Les municipales sont des élections intermédiaires traditionnellement délicates pour le pouvoir en place. Celles qui se profilent à l’horizon du mois de mars s’avèrent particulièrement complexes pour la majorité et le pivot de cette dernière, à savoir La République en marche.
La caractéristique du parti présidentiel est d’avoir remporté la mise en un seul coup, par le haut. Issu de rien ou presque, la formation créée de toute pièce par Emmanuel Macron s’est hissée au faîte de l’Etat, bousculant l’échiquier des vieilles offres de gouvernement. Cette réussite exceptionnelle s’est payée néanmoins d’un coup : l’absence de maillage territorial.
C’est à ce défi que sont confrontés les Marcheurs. Et ce défi se lève dans les pires conditions : impréparation, mécontentement social, difficulté de l’exécutif, soupçonné de volonté de recentralisation, avec le local. Les sociologies les plus favorables, les grandes métropoles urbaines, risquent de leur échapper, faute d’avoir anticipé les spécificités du scrutin municipal qui nécessitent incarnation et savoir-faire de terrain. Les déchirements parisiens entre Benjamin Griveaux d’un côté, Cédric Villani de l’autre illustrent à l’incandescence ce déficit.
L’affrontement interne à Paris dit aussi quelque chose d’une scission plus profonde au sein même de la majorité.
Une partie de son aile gauche, la plus idéaliste sans doute et dont le mathématicien est l’une des figures, ne se retrouve plus tout à fait dans la pratique de l’exécutif. Par-delà le cas spécifique de la capitale, les difficultés annoncées de la République en marche à la veille de ce scrutin signifient sa méconnaissance du terrain. Plus que jamais, le parti présidentiel ne répond plus, confortant ce sentiment d’être une entreprise de l’éphémère qui aurait su capter, le moment venu en 2017, une circonstance exceptionnelle dont il n’est pas parvenu à faire fructifier le capital miraculeux.
Les municipales sont de ce point de vue une épreuve de vérité. La start-up n’essaime pas. Elle se heurte au plafond de sa virtualité. Elle a agrégé de manière plastique mais sans enraciner.
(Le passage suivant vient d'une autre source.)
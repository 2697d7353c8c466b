//! Murk protocol layer.
//!
//! Implements the envelope codec, session and group encryption, the
//! relay accept/dispatch engine, chunked file transfer, and the
//! timeout-driven lifecycle registry on top of `murk-transport`.
//!
//! Wire format: checksummed multi-message envelopes with MessagePack
//! bodies. Crypto: XChaCha20-Poly1305, session layer inside an
//! optional passphrase-derived group layer.

pub mod crypto;
pub mod engine;
pub mod envelope;
pub mod error;
pub mod events;
pub mod fsutil;
pub mod lifecycle;
pub mod message;
pub mod throttle;
pub mod transfer;
pub mod types;

pub use crypto::{password_proof, Cipher, CryptoEnvelope, PlainCipher, SymmetricCipher};
pub use engine::{
    serve_connection, spawn_sweeper, Acceptor, Command, ConnState, EngineState, Promotion,
    RelayConfig, RelayCore, RunState, Service, ServiceConfig, ServiceHandle, SweepConfig,
};
pub use error::MurkProtocolError;
pub use events::{EventSink, Notice};
pub use lifecycle::{
    AbuseTracker, GroupRecord, Lifecycle, PeerRecord, PendingRing, RelayRecord, SessionRecord,
    TunnelHandle,
};
pub use message::{FileInfo, Message, MessageTag, PeerSummary};
pub use throttle::{Backoff, Throttle};
pub use transfer::{
    ChunkFetch, ChunkTransport, RelayChunkTransport, TransferEngine, TransferHandle,
    TransferState, UploadTask,
};
pub use types::{
    now_ms, FileId, GroupId, PeerId, SessionId, MAX_SUPPORTED_VERSION, MIN_SUPPORTED_VERSION,
    PROTOCOL_VERSION,
};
Les problèmes rencontrés pour trouver des candidats, les tergiversations quant aux alliances à nouer – un coup à droite, un coup à gauche ; la circulaire visant à ne pas comptabiliser les couleurs politiques dans les communes de moins de 9 000 habitants, autant de phénomènes qui à l’œil nu trahissent une forme d’inexpérience.
Les Marcheurs ont oublié le réel qui est celui du terrain.
Or comme l’écrivait Hegel, “le réel c’est ce qui résiste”. À ce jeu le scrutin municipal à venir risque de se transformer en vote de résistance à l’irénisme naïf d’une majorité qui, à force de croire au slogan marketé du “nouveau monde”, se trouve confrontée aux invariants du “vieux monde” républicain.